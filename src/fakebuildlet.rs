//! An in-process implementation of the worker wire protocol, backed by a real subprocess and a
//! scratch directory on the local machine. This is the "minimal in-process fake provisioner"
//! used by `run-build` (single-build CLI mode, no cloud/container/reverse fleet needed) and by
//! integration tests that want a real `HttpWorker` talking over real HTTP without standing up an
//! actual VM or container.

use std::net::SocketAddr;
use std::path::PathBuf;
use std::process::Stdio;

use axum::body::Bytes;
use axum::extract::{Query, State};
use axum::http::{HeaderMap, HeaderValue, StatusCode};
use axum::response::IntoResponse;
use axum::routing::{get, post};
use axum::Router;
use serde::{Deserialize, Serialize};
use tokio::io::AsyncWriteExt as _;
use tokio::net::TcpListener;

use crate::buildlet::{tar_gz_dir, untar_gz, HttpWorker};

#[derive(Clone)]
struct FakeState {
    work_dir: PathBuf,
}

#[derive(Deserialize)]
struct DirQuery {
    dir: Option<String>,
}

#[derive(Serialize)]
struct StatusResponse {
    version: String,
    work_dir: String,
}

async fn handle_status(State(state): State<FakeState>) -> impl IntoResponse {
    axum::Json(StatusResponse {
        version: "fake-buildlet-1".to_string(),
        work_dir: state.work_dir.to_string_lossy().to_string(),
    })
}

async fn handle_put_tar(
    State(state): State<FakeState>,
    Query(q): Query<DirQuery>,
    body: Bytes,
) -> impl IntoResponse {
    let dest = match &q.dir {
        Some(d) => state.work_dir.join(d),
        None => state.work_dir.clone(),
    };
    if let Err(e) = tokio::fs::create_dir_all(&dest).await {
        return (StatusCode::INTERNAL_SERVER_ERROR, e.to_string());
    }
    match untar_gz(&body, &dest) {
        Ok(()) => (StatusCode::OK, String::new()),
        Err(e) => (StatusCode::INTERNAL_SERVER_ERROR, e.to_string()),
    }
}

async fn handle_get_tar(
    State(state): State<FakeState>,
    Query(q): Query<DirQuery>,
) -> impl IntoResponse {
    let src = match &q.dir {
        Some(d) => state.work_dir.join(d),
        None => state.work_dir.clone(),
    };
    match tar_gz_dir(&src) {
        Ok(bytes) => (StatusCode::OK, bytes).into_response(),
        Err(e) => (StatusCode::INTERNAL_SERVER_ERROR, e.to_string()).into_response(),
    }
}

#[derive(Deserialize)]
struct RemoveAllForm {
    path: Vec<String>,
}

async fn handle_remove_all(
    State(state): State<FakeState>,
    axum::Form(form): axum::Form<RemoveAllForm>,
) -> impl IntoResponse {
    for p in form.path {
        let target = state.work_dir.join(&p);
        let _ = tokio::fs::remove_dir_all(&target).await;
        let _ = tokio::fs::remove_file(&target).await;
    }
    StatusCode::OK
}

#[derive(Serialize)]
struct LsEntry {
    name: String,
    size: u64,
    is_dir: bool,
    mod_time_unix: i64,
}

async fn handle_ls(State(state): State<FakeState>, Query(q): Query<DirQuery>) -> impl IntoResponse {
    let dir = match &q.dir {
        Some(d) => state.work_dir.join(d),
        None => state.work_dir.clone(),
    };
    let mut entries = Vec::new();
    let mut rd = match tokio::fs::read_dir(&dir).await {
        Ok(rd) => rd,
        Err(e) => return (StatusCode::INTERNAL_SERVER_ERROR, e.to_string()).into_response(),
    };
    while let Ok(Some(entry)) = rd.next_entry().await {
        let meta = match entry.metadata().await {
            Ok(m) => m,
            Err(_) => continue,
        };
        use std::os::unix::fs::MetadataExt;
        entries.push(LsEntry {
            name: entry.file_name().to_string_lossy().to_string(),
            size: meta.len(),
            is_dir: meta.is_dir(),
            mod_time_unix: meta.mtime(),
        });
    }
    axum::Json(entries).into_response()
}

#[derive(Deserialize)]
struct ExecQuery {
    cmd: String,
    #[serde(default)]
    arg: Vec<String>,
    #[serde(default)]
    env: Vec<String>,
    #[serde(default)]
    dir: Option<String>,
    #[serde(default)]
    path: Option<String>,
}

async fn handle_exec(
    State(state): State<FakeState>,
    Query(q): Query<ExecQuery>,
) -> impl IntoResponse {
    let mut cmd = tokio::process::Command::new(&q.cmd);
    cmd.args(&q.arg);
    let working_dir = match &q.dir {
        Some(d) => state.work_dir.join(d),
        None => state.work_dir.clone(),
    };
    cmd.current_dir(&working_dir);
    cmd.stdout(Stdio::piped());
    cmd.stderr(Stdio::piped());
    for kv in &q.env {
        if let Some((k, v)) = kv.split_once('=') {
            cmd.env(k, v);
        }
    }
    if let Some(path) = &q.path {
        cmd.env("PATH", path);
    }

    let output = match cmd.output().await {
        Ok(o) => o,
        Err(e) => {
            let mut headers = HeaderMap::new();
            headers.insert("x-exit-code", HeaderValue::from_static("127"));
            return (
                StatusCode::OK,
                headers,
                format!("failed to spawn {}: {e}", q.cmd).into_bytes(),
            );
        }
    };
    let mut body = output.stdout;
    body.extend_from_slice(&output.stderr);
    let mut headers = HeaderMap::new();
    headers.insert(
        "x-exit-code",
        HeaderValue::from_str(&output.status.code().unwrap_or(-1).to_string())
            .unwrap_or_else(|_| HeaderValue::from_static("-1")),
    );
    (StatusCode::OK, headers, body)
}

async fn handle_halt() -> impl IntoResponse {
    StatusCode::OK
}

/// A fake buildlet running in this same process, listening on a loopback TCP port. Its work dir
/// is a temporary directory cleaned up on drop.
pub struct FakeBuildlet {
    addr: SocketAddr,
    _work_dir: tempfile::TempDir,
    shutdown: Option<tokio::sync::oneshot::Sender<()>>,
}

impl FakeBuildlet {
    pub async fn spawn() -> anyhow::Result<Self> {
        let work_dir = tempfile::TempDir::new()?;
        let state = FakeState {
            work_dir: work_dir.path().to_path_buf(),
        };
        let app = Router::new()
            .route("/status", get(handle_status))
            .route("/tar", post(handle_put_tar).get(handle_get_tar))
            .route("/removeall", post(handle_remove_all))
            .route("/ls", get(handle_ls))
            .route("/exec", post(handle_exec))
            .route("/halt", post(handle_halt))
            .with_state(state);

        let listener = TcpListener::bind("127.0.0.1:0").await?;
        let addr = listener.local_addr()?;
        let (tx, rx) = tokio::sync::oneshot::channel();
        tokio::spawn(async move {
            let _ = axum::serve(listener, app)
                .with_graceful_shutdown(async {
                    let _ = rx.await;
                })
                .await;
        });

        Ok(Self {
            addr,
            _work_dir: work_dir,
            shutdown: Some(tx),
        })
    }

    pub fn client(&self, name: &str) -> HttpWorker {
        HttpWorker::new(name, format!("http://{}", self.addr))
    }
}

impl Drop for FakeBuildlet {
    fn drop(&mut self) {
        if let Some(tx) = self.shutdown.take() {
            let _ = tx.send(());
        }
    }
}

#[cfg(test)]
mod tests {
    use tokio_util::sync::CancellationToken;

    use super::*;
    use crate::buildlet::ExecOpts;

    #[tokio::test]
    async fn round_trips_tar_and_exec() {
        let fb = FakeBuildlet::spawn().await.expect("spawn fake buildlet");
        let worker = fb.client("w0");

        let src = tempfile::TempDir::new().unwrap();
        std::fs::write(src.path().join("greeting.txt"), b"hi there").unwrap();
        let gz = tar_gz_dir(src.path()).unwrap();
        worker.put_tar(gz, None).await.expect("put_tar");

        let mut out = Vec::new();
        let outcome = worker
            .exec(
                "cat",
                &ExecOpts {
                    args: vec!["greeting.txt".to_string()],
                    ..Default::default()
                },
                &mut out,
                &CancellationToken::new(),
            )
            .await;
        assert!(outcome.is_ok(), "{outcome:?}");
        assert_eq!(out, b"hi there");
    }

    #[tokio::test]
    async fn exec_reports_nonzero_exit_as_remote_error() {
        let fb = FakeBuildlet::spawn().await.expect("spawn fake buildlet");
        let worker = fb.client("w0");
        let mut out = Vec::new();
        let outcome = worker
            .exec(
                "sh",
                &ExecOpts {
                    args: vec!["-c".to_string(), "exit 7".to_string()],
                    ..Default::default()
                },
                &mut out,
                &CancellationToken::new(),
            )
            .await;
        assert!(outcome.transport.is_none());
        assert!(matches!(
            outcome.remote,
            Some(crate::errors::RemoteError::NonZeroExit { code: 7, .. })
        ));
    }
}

--

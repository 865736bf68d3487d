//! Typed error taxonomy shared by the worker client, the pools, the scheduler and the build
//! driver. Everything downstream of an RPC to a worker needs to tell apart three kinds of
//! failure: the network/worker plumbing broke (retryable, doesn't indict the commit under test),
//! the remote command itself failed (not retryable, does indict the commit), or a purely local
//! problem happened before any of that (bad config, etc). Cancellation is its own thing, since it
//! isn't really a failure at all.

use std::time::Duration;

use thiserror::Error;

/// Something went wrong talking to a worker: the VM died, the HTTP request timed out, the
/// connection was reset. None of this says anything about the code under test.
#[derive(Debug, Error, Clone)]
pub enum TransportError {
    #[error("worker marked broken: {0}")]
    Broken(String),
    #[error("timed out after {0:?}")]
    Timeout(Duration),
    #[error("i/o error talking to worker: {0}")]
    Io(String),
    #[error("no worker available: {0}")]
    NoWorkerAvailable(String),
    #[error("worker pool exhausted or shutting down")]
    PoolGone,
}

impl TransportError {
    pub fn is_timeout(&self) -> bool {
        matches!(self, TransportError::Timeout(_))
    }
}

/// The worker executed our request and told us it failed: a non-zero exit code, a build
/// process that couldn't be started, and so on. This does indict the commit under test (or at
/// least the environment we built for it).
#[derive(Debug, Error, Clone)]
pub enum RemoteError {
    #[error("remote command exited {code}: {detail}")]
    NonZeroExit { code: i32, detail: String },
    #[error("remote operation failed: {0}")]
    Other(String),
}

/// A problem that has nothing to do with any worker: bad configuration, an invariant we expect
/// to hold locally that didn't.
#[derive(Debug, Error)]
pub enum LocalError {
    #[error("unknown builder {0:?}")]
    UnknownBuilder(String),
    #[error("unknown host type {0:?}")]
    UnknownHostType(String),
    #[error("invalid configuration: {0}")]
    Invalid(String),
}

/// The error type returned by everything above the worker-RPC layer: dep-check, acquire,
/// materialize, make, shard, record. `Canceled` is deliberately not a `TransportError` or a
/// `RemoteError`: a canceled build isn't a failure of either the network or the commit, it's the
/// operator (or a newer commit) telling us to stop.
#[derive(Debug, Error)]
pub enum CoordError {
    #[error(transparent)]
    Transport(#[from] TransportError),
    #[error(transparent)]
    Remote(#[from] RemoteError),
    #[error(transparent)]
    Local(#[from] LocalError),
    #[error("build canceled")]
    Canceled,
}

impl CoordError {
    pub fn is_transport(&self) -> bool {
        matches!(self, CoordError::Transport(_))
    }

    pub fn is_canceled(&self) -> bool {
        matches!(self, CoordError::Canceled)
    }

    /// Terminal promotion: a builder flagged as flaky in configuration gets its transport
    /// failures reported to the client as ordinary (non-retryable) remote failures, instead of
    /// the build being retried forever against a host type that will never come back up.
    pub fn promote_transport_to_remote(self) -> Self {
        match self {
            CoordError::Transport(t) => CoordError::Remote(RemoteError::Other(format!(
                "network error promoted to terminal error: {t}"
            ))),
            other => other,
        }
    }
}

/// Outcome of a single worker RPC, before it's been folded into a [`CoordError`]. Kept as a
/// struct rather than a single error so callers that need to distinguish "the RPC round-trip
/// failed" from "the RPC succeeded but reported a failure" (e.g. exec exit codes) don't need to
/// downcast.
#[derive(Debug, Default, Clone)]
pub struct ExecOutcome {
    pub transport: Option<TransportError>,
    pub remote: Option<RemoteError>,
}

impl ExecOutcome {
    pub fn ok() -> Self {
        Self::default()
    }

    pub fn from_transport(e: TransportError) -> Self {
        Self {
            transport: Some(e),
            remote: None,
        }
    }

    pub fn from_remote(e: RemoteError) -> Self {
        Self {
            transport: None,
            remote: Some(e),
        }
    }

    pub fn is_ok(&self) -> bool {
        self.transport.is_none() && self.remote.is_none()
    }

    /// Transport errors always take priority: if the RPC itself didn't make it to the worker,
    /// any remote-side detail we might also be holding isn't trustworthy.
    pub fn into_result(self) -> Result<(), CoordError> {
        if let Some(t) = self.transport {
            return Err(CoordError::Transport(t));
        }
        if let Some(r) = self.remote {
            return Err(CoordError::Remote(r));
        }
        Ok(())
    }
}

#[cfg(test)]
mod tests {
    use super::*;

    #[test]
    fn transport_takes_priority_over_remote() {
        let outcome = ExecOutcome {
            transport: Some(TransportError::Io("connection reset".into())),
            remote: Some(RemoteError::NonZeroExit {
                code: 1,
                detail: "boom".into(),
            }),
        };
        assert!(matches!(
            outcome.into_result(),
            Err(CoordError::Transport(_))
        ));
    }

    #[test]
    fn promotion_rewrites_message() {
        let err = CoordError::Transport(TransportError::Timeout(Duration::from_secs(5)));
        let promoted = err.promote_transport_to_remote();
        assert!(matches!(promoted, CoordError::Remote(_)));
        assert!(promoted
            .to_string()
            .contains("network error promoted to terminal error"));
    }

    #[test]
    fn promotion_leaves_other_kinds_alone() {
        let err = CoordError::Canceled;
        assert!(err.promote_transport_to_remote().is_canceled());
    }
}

--

Go to the line with "return (StatusCode::INTERNAL_SERVER_ERROR, e.to_string());" in the entries above and repeat every line from there through the line with "let dir = match", exactly and with no other text.

- _Response area_:
        return (StatusCode::INTERNAL_SERVER_ERROR, e.to_string());
    }
    match untar_gz(&body, &dest) {
        Ok(()) => (StatusCode::OK, String::new()),
        Err(e) => (StatusCode::INTERNAL_SERVER_ERROR, e.to_string()),
    }
}

async fn handle_get_tar(
    State(state): State<FakeState>,
    Query(q): Query<DirQuery>,
) -> impl IntoResponse {
    let src = match &q.dir {
        Some(d) => state.work_dir.join(d),
        None => state.work_dir.clone(),
    };
    match tar_gz_dir(&src) {
        Ok(bytes) => (StatusCode::OK, bytes).into_response(),
        Err(e) => (StatusCode::INTERNAL_SERVER_ERROR, e.to_string()).into_response(),
    }
}

#[derive(Deserialize)]
struct RemoveAllForm {
    path: Vec<String>,
}

async fn handle_remove_all(
    State(state): State<FakeState>,
    axum::Form(form): axum::Form<RemoveAllForm>,
) -> impl IntoResponse {
    for p in form.path {
        let target = state.work_dir.join(&p);
        let _ = tokio::fs::remove_dir_all(&target).await;
        let _ = tokio::fs::remove_file(&target).await;
    }
    StatusCode::OK
}

#[derive(Serialize)]
struct LsEntry {
    name: String,
    size: u64,
    is_dir: bool,
    mod_time_unix: i64,
}

async fn handle_ls(State(state): State<FakeState>, Query(q): Query<DirQuery>) -> impl IntoResponse {
    let dir = match &q.dir {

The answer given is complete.